Day 2: and four will be significantly more challenging. On day 2, you will have reached the Salkantay pass at 4650m, and the altitude sickness will be settling in. The pass is also 400m higher than the highest point on the Inca trail-Dead Woman’s Pass.
Day 3: you will be in the jungle. And you have the day to explore the famous semi-tropical Andean jungle and learn about its coffee in Lucmabamba before getting ready for the next difficult day.
Day 4: you’ll be moving to Aguas Calientes from Lucmabamba, and even though it is flat. It takes much longer at nearly 8-9 hours. You will also get to Llactapata, where you can see Machu Picchu from a distance, glistening its ancient perspective and breathtaking surroundings.
Since the trail to Machu Picchu on day five is through muddy and steep terrain while descending 1000m. You might need trekking poles-you will, however, have to leave this out of Machu Picchu. Finally, you will get to Machu Picchu, and your 5-day Salkantay challenge trek will have paid off.
For the most part. You will be trekking and feeling the effects of higher altitudes. So it’s probably much easier when you are in your best state health and fitness-wise. The Salkantay trail has mules to do all the porting, so you don’t have to worry about carrying all the stuff. If you are a seasoning trekker accustomed to the altitude, you should hire mules and a muleteer to help you through the trek.
IS The Salkantay Trek Dangerous?
The trail snakes its way through high altitude regions and high mountain landscapes dotted with Andean jungles and alpine scenery. Unless you are adequately acclimatized, the change in altitude could cause altitude sickness. Even for expert trekkers, getting acclimatized will make the hike easier. It is recommendable you spend time at Cusco as it is a high-altitude area and will give your body the required environment to adjust to before you begin the trail.
Independent trekkers will need to hire a mule for the heavy lifting and a muleteer for security. Despite being punishing and a little on the difficult side, the sight of Machu Picchu gives a refreshing sense of accomplishment.
Is The Salkantay Trek Worth It?
The mountain landscapes and luscious lowland vegetations along the way are spellbinding. The Salkantay trek is perfect for those who want to have a laid back and less hectic route to the Inca ruins of Machu Picchu. Salkantay is voted top 25 best treks in the world.
You will get to see prestigious passes and the elegant Mollepata valley and Salkantay peak above 15000 ft. From the delightful local communities, you’ll meet along the way to the majestic scenery and the fabled Andean experience, the Salkantay trek is a journey through mountains, jungle, and Humantay Lake.
How Do I Train For The Salkantay Trek?
Acclimatize before the hike.

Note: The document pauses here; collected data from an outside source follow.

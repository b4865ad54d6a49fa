use std::time::Instant;

use axum::extract::State;
use axum::http::StatusCode;
use axum::routing::get;
use axum::{Json, Router};

use crate::state::AppState;

pub fn router() -> Router<AppState> {
    Router::new()
        .route("/", get(health_check))
        .route("/live", get(liveness))
        .route("/ready", get(readiness))
        .route("/database", get(database_health))
}

pub async fn health_check(State(state): State<AppState>) -> impl axum::response::IntoResponse {
    Json(serde_json::json!({
        "status": "ok",
        "uptimeSecs": state.uptime_secs(),
        "timezone": state.timezone().to_string(),
    }))
}

pub async fn liveness() -> StatusCode {
    StatusCode::OK
}

pub async fn readiness() -> StatusCode {
    StatusCode::OK
}

pub async fn database_health(State(state): State<AppState>) -> impl axum::response::IntoResponse {
    let start = Instant::now();
    let healthy = state.store().get_user_profile("__health_check__").is_ok();
    let latency_us = start.elapsed().as_micros() as u64;

    Json(serde_json::json!({
        "healthy": healthy,
        "latencyUs": latency_us,
    }))
}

Visit the city and explore the surrounding area. You have a lot of opportunities to see archeology sites, like the impressive Sacsayhuaman. The activities you should be keen on include walking, running, biking while you are in Cusco to familiarize your body and system with the rapid change in altitude as you ascend and descend the trek.

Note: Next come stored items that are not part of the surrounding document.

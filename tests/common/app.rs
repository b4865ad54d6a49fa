use std::sync::Arc;

use axum::Router;
use tempfile::TempDir;
use tokio::sync::broadcast;

use proact_backend::config::{AggregationConfig, CoachConfig, Config, WorkerConfig};
use proact_backend::routes::build_router;
use proact_backend::services::coach::CoachProvider;
use proact_backend::state::AppState;
use proact_backend::store::Store;

pub struct TestApp {
    pub app: Router,
    pub state: AppState,
    pub config: Config,
    _temp_dir: TempDir,
}

pub async fn spawn_with_coach(coach_enabled: bool) -> TestApp {
    let temp_dir = tempfile::tempdir().expect("tempdir");
    let sled_path = temp_dir.path().join("proact-test.sled");

    // 直接构造 Config，避免使用 set_var 造成多线程测试环境变量竞态
    let config = Config {
        host: std::net::IpAddr::V4(std::net::Ipv4Addr::new(127, 0, 0, 1)),
        port: 3000,
        log_level: "info".to_string(),
        enable_file_logs: false,
        log_dir: "./logs".to_string(),
        sled_path: sled_path.to_string_lossy().to_string(),
        cors_origin: "http://localhost:5173".to_string(),
        worker: WorkerConfig { is_leader: false },
        aggregation: AggregationConfig {
            timezone: chrono_tz::Asia::Taipei,
            concurrency: 4,
        },
        coach: CoachConfig {
            enabled: coach_enabled,
            mock: true,
            api_url: String::new(),
            api_key: String::new(),
            model: "gpt-4o-mini".to_string(),
            timeout_secs: 5,
        },
    };

    let store = Arc::new(Store::open(&config.sled_path).expect("open store"));
    let coach = Arc::new(CoachProvider::new(&config.coach));
    let (shutdown_tx, _) = broadcast::channel::<()>(8);

    let state = AppState::new(store, coach, &config, shutdown_tx);

    let app = build_router(state.clone());

    TestApp {
        app,
        state,
        config,
        _temp_dir: temp_dir,
    }
}

pub async fn spawn_test_app() -> TestApp {
    spawn_with_coach(true).await
}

Before beginning your trek, join a training program before your departure date. Depending on your fitness level, you can train for at least six weeks and up to 4 months if you aren’t sure you are up for it.
Your training should feature aerobic exercise to improve cardiovascular endurance. Strength conditioning to withstand the hike’s strain. Flexibility conditioning for tight muscles, and hike-specific activities like carrying a backpack for climbing conditioning. While training, watch your speed, heart rate, pack weight, duration to get a view of your-hiking conditioning.
The training regime should consist of shorter hikes regularly from 1-hour hikes as you ease into much longer ones like 10 km. Before choosing to start any fitness program, consult your doctor. It is very recomendable to eat healthy hydrate. Coca tea and herbs usually work best.